__TASK OBJECTIVE__. Figure out how many lines in these records contain "full". Only the number belongs in the reply.

__SOURCE INFORMATION__.
§

//! # Assess Subcommand
//!
//! Runs a jurisdiction assessment over a questionnaire file and prints a
//! human-readable summary, or the full result as JSON with `--json`.

use std::path::PathBuf;

use anyhow::Result;
use clap::Args;

use spacereg_engine::{assess_jurisdictions, AssessmentAnswers, AssessmentResult};

use crate::GlobalOptions;

/// Arguments for the `spacereg assess` subcommand.
#[derive(Args, Debug)]
pub struct AssessArgs {
    /// Questionnaire answers (YAML, or JSON by extension).
    #[arg(value_name = "ANSWERS")]
    pub answers: PathBuf,

    /// Print the full result as JSON.
    #[arg(long)]
    pub json: bool,
}

/// Execute the assess subcommand.
///
/// Returns exit code 0, or 1 when an answer is out of range. An empty
/// selection is a valid, empty result.
pub fn run_assess(args: &AssessArgs, options: &GlobalOptions) -> Result<u8> {
    let config = options.engine_config()?;
    let data = options.reference_data()?;
    let Some(answers) = crate::read_input::<AssessmentAnswers>(&args.answers)? else {
        return Ok(1);
    };

    tracing::info!(
        selected = answers.selected_jurisdictions.len(),
        "running jurisdiction assessment"
    );
    let result = assess_jurisdictions(&data, &answers, &config);

    if args.json {
        crate::print_json(&result)?;
    } else {
        print!("{}", render_summary(&result));
    }
    Ok(0)
}

/// Plain-text summary of an assessment.
pub fn render_summary(result: &AssessmentResult) -> String {
    let mut out = String::new();
    if result.jurisdictions.is_empty() {
        out.push_str("No known jurisdictions selected.\n");
        return out;
    }

    out.push_str("Jurisdictions:\n");
    for j in &result.jurisdictions {
        let verdict = if j.is_applicable { "applicable" } else { "not applicable" };
        out.push_str(&format!(
            "  {} {:<16} {:>3}/100  {}\n",
            j.code, j.name, j.favorability_score, verdict
        ));
        out.push_str(&format!("      {}\n", j.applicability_reason));
        out.push_str(&format!(
            "      timeline: {}  cost: {}  requirements: {} ({} mandatory)\n",
            j.estimated_timeline, j.estimated_cost, j.total_requirements, j.mandatory_requirements
        ));
        for factor in &j.favorability_factors {
            out.push_str(&format!("      + {factor}\n"));
        }
    }

    out.push_str("\nComparison:\n");
    for criterion in &result.comparison_matrix.criteria {
        let cells: Vec<String> = criterion
            .jurisdictions
            .iter()
            .map(|(code, cell)| format!("{code} {}", cell.score))
            .collect();
        out.push_str(&format!("  {:<28} {}\n", criterion.name, cells.join("  ")));
    }

    if let Some(preview) = &result.eu_space_act_preview {
        out.push_str(&format!("\nEU Space Act: {}\n", preview.message));
    }

    if !result.recommendations.is_empty() {
        out.push_str("\nRecommendations:\n");
        for (i, recommendation) in result.recommendations.iter().enumerate() {
            out.push_str(&format!("  {}. {recommendation}\n", i + 1));
        }
    }
    out
}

§

__EXERCISE RESPONSE__. 2